ISU researchers develop software to detect hidden messages

Andrea Fier

A picture is worth a thousand words, but two ISU researchers are working to find out what pictures also hide a thousand secrets.

Jennifer Davidson, associate professor of mathematics, and Clifford Bergman, professor of mathematics, have been working together to design software able to identify computer images that contain hidden data.

The technology, known as steganography, allows individuals to use software available on the Internet to insert hidden data into seemingly normal image files.

Davidson said at its most basic level, the technology works on mathematical principles familiar to undergraduates in mathematics or engineering, thus discovering hidden images is also a matter of number crunching.

“The way the data is found is based on mathematics and image processing,” Davidson said.

Although a person would need specific software to be able to do steganography, there are sites on the Internet where software can be downloaded for free.

“It was fashionable about five to six years ago to write these programs,” Bergman said.

There isn’t really any legal use for steganography outside of espionage, Bergman said.

“The example I always use, is for a spy in enemy territory,” Bergman said. “The trick is to send a message so the enemy doesn’t know that they sent anything.”

The spy could, for example, take a photo of himself in front of the Eiffel Tower, then use steganography to hide data within the photo a receiver could then extract. A third party observer or interceptor would have no clue that sensitive information was being transferred; the spy would look like a tourist, Bergman said.
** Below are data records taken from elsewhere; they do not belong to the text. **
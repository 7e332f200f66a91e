// SPDX-License-Identifier: AGPL-3.0-or-later
//
// Copyright (C) 2026 Relational Network

//! Tokenized property models.

use chrono::{DateTime, Utc};
use rust_decimal::Decimal;
use serde::{Deserialize, Serialize};
use utoipa::ToSchema;

use super::{string_set, WalletAddress};

wire_enum! {
    /// Kind of real estate behind a listing.
    pub enum PropertyType {
        Residential => "Residential",
        Commercial => "Commercial",
        Industrial => "Industrial",
        Retail => "Retail",
        Office => "Office",
        Luxury => "Luxury",
    }
}

wire_enum! {
    /// Listing status.
    #[derive(Default)]
    pub enum PropertyStatus {
        #[default]
        Active => "active",
        Pending => "pending",
        Sold => "sold",
        Draft => "draft",
    }
}

/// Geographic position of a property.
#[derive(Debug, Clone, Copy, Serialize, Deserialize, ToSchema, PartialEq)]
pub struct Coordinates {
    pub lat: f64,
    pub lng: f64,
}

/// Partial update for [`Coordinates`]; absent keys are kept.
#[derive(Debug, Clone, Copy, Default, Serialize, Deserialize, ToSchema, PartialEq)]
pub struct CoordinatesPatch {
    #[serde(default, skip_serializing_if = "Option::is_none")]
    pub lat: Option<f64>,
    #[serde(default, skip_serializing_if = "Option::is_none")]
    pub lng: Option<f64>,
}

/// A tokenized property listing.
#[derive(Debug, Clone, Serialize, Deserialize, ToSchema, PartialEq)]
#[serde(rename_all = "camelCase")]
pub struct Property {
    /// Opaque record identifier (UUID).
    pub id: String,
    pub title: String,
    #[serde(default, skip_serializing_if = "Option::is_none")]
    pub description: Option<String>,
    pub location: String,
    /// Listing price (decimal string).
    pub price: String,
    /// Total number of shares issued.
    pub shares: u64,
    /// Shares still available for purchase (`0 <= available <= shares`).
    pub available_shares: u64,
    #[serde(default, skip_serializing_if = "Option::is_none")]
    pub image: Option<String>,
    #[serde(default)]
    pub images: Vec<String>,
    #[serde(default)]
    pub tags: Vec<String>,
    /// Expected return on investment (decimal string, percent).
    pub roi: String,
    #[serde(default, skip_serializing_if = "Option::is_none")]
    pub property_type: Option<PropertyType>,
    /// Lowercase wallet address of the creator.
    pub owner_address: WalletAddress,
    pub status: PropertyStatus,
    #[serde(default, skip_serializing_if = "Option::is_none")]
    pub monthly_income: Option<String>,
    #[serde(default, skip_serializing_if = "Option::is_none")]
    pub total_area: Option<f64>,
    #[serde(default, skip_serializing_if = "Option::is_none")]
    pub bedrooms: Option<u32>,
    #[serde(default, skip_serializing_if = "Option::is_none")]
    pub bathrooms: Option<u32>,
    #[serde(default, skip_serializing_if = "Option::is_none")]
    pub year_built: Option<i32>,
    #[serde(default)]
    pub amenities: Vec<String>,
    #[serde(default, skip_serializing_if = "Option::is_none")]
    pub coordinates: Option<Coordinates>,
    pub created_at: DateTime<Utc>,
    pub updated_at: DateTime<Utc>,
}

/// Request to list a new property.
///
/// `price` and `shares` are kept loosely typed so that validation can report
/// field problems in a fixed order instead of failing on deserialization.
#[derive(Debug, Clone, Default, Serialize, Deserialize, ToSchema)]
#[serde(rename_all = "camelCase")]
pub struct CreatePropertyRequest {
    #[serde(default)]
    pub title: Option<String>,
    #[serde(default)]
    pub description: Option<String>,
    #[serde(default)]
    pub location: Option<String>,
    /// Price as a decimal string (numbers are accepted too).
    #[serde(default)]
    #[schema(value_type = Option<String>)]
    pub price: Option<serde_json::Value>,
    /// Total shares to issue (positive integer).
    #[serde(default)]
    #[schema(value_type = Option<u64>)]
    pub shares: Option<serde_json::Value>,
    #[serde(default)]
    pub image: Option<String>,
    #[serde(default)]
    pub images: Option<Vec<String>>,
    #[serde(default)]
    pub tags: Option<Vec<String>>,
    #[serde(default)]
    pub roi: Option<String>,
    #[serde(default)]
    pub property_type: Option<PropertyType>,
    #[serde(default)]
    pub monthly_income: Option<String>,
    #[serde(default)]
    pub total_area: Option<f64>,
    #[serde(default)]
    pub bedrooms: Option<u32>,
    #[serde(default)]
    pub bathrooms: Option<u32>,
    #[serde(default)]
    pub year_built: Option<i32>,
    #[serde(default)]
    pub amenities: Option<Vec<String>>,
    #[serde(default)]
    pub coordinates: Option<Coordinates>,
}

/// Partial update of a property. The owner cannot be changed.
#[derive(Debug, Clone, Default, Serialize, Deserialize, ToSchema)]
#[serde(rename_all = "camelCase")]
pub struct UpdatePropertyRequest {
    #[serde(default)]
    pub title: Option<String>,
    #[serde(default)]
    pub description: Option<String>,
    #[serde(default)]
    pub location: Option<String>,
    #[serde(default)]
    pub price: Option<String>,
    #[serde(default)]
    pub shares: Option<u64>,
    #[serde(default)]
    pub available_shares: Option<u64>,
    #[serde(default)]
    pub image: Option<String>,
    #[serde(default)]
    pub images: Option<Vec<String>>,
    #[serde(default)]
    pub tags: Option<Vec<String>>,
    #[serde(default)]
    pub roi: Option<String>,
    #[serde(default)]
    pub property_type: Option<PropertyType>,
    #[serde(default)]
    pub status: Option<PropertyStatus>,
    #[serde(default)]
    pub monthly_income: Option<String>,
    #[serde(default)]
    pub total_area: Option<f64>,
    #[serde(default)]
    pub bedrooms: Option<u32>,
    #[serde(default)]
    pub bathrooms: Option<u32>,
    #[serde(default)]
    pub year_built: Option<i32>,
    #[serde(default)]
    pub amenities: Option<Vec<String>>,
    #[serde(default)]
    pub coordinates: Option<CoordinatesPatch>,
}

/// Parse a strictly positive decimal price.
pub fn parse_price(raw: &str) -> Option<Decimal> {
    raw.trim()
        .parse::<Decimal>()
        .ok()
        .filter(|price| *price > Decimal::ZERO)
}

/// Fields of a create request that passed validation.
#[derive(Debug, Clone)]
pub struct ValidatedListing {
    pub title: String,
    pub location: String,
    pub price: String,
    pub shares: u64,
}

impl Property {
    /// Build a new active listing; every share starts out available.
    pub fn list(
        id: String,
        owner: &WalletAddress,
        listing: ValidatedListing,
        request: CreatePropertyRequest,
        now: DateTime<Utc>,
    ) -> Self {
        Self {
            id,
            title: listing.title,
            description: request
                .description
                .map(|text| text.trim().to_string())
                .filter(|text| !text.is_empty()),
            location: listing.location,
            price: listing.price,
            shares: listing.shares,
            available_shares: listing.shares,
            image: request.image,
            images: string_set(request.images.unwrap_or_default()),
            tags: string_set(request.tags.unwrap_or_default()),
            roi: request.roi.unwrap_or_else(|| "0".to_string()),
            property_type: request.property_type,
            owner_address: owner.normalized(),
            status: PropertyStatus::Active,
            monthly_income: request.monthly_income,
            total_area: request.total_area,
            bedrooms: request.bedrooms,
            bathrooms: request.bathrooms,
            year_built: request.year_built,
            amenities: string_set(request.amenities.unwrap_or_default()),
            coordinates: request.coordinates,
            created_at: now,
            updated_at: now,
        }
    }

    /// Shallow-merge an update and re-check the share invariants.
    ///
    /// Lowering `shares` without an explicit `availableShares` clamps the
    /// available count to the new total.
    pub fn apply_update(
        &mut self,
        update: &UpdatePropertyRequest,
        now: DateTime<Utc>,
    ) -> Result<(), String> {
        let mut next = self.clone();

        if let Some(title) = &update.title {
            next.title = title.trim().to_string();
            if next.title.is_empty() {
                return Err("Property title is required".to_string());
            }
        }
        if let Some(location) = &update.location {
            next.location = location.trim().to_string();
            if next.location.is_empty() {
                return Err("Property location is required".to_string());
            }
        }
        if let Some(price) = &update.price {
            if parse_price(price).is_none() {
                return Err("Valid property price is required".to_string());
            }
            next.price = price.trim().to_string();
        }
        if let Some(shares) = update.shares {
            if shares == 0 {
                return Err("Valid number of shares is required".to_string());
            }
            next.shares = shares;
            next.available_shares = next.available_shares.min(shares);
        }
        if let Some(available) = update.available_shares {
            if available > next.shares {
                return Err(format!(
                    "Available shares ({available}) cannot exceed total shares ({})",
                    next.shares
                ));
            }
            next.available_shares = available;
        }
        if let Some(description) = &update.description {
            next.description = Some(description.trim().to_string());
        }
        if let Some(image) = &update.image {
            next.image = Some(image.clone());
        }
        if let Some(images) = &update.images {
            next.images = string_set(images.iter().cloned());
        }
        if let Some(tags) = &update.tags {
            next.tags = string_set(tags.iter().cloned());
        }
        if let Some(roi) = &update.roi {
            next.roi = roi.clone();
        }
        if let Some(property_type) = update.property_type {
            next.property_type = Some(property_type);
        }
        if let Some(status) = update.status {
            next.status = status;
        }
        if let Some(income) = &update.monthly_income {
            next.monthly_income = Some(income.clone());
        }
        if let Some(area) = update.total_area {
            next.total_area = Some(area);
        }
        if let Some(bedrooms) = update.bedrooms {
            next.bedrooms = Some(bedrooms);
        }
        if let Some(bathrooms) = update.bathrooms {
            next.bathrooms = Some(bathrooms);
        }
        if let Some(year) = update.year_built {
            next.year_built = Some(year);
        }
        if let Some(amenities) = &update.amenities {
            next.amenities = string_set(amenities.iter().cloned());
        }
        if let Some(patch) = update.coordinates {
            next.coordinates = match (next.coordinates, patch) {
                (Some(current), patch) => Some(Coordinates {
                    lat: patch.lat.unwrap_or(current.lat),
                    lng: patch.lng.unwrap_or(current.lng),
                }),
                (None, CoordinatesPatch { lat: Some(lat), lng: Some(lng) }) => {
                    Some(Coordinates { lat, lng })
                }
                (None, _) => {
                    return Err("Coordinates require both lat and lng".to_string());
                }
            };
        }

        next.updated_at = now;
        *self = next;
        Ok(())
    }
}
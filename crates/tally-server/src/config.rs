use std::env;
use std::path::PathBuf;

use anyhow::{Context, Result, bail};
use tracing::info;

/// Which backend holds the snapshot.
#[derive(Debug, Clone, PartialEq, Eq)]
pub enum StoreBackend {
    File { path: PathBuf },
    Redis { url: String, prefix: String },
    Sqlite { path: PathBuf },
    Memory,
}

pub struct Config {
    pub host: String,
    pub port: u16,
    pub store: StoreBackend,
    pub static_dir: Option<PathBuf>,
}

impl Config {
    pub fn from_env() -> Result<Self> {
        let host = var_or("TALLY_HOST", "0.0.0.0");
        let port = var_or("TALLY_PORT", "3000")
            .parse()
            .context("TALLY_PORT must be a port number")?;
        let store = parse_backend(&var_or("TALLY_STORE", "file"), |key, default| {
            var_or(key, default)
        })?;
        let static_dir = env::var("TALLY_STATIC_DIR").ok().map(PathBuf::from);

        Ok(Self {
            host,
            port,
            store,
            static_dir,
        })
    }
}

fn var_or(key: &str, default: &str) -> String {
    env::var(key).unwrap_or_else(|_| {
        info!("{key} not set, using default: {default}");
        default.to_string()
    })
}

/// Resolve the backend name plus its own settings. `lookup` returns the
/// value for a key or the given default.
fn parse_backend<F>(name: &str, lookup: F) -> Result<StoreBackend>
where
    F: Fn(&str, &str) -> String,
{
    let backend = match name.trim().to_ascii_lowercase().as_str() {
        "file" | "json" => StoreBackend::File {
            path: lookup("TALLY_DATA_FILE", "data/leaderboard.json").into(),
        },
        "redis" => StoreBackend::Redis {
            url: lookup("TALLY_REDIS_URL", "redis://127.0.0.1:6379"),
            prefix: lookup("TALLY_REDIS_PREFIX", ""),
        },
        "sqlite" => StoreBackend::Sqlite {
            path: lookup("TALLY_SQLITE_PATH", "tally.db").into(),
        },
        "memory" => StoreBackend::Memory,
        other => bail!("unknown TALLY_STORE '{other}' (expected file, redis, sqlite or memory)"),
    };
    Ok(backend)
}

#[cfg(test)]
mod tests {
    use super::*;

    fn defaults(_key: &str, default: &str) -> String {
        default.to_string()
    }

    #[test]
    fn backend_defaults() {
        assert_eq!(
            parse_backend("file", defaults).unwrap(),
            StoreBackend::File {
                path: "data/leaderboard.json".into()
            }
        );
        assert_eq!(
            parse_backend(" Redis ", defaults).unwrap(),
            StoreBackend::Redis {
                url: "redis://127.0.0.1:6379".into(),
                prefix: String::new()
            }
        );
        assert_eq!(parse_backend("memory", defaults).unwrap(), StoreBackend::Memory);
    }

    #[test]
    fn backend_settings_are_looked_up() {
        let lookup = |key: &str, default: &str| match key {
            "TALLY_SQLITE_PATH" => "/var/lib/tally/tally.db".to_string(),
            _ => default.to_string(),
        };
        assert_eq!(
            parse_backend("sqlite", lookup).unwrap(),
            StoreBackend::Sqlite {
                path: "/var/lib/tally/tally.db".into()
            }
        );
    }

    #[test]
    fn unknown_backend_is_an_error() {
        assert!(parse_backend("postgres", defaults).is_err());
    }
}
The researchers have been working with the Iowa Division of Criminal Investigation in the area.

“[Steganography] doesn’t really have any legal purpose, per se, which is why law enforcement is so interested in it,” Davidson said.

Steganography could be used to hide information within a simple picture of a can opener on eBay, Bergman said. The information could be passed back and forth with no suspicion.

“There are so many images, and then how do you check it? We’re writing the software to check it,” Bergman said.

The problem they are working on with the software is designing it so it would be able to detect all kinds of steganography techniques quickly, Bergman said.

“It’s just not fast enough; we really just started on this,” Bergman said.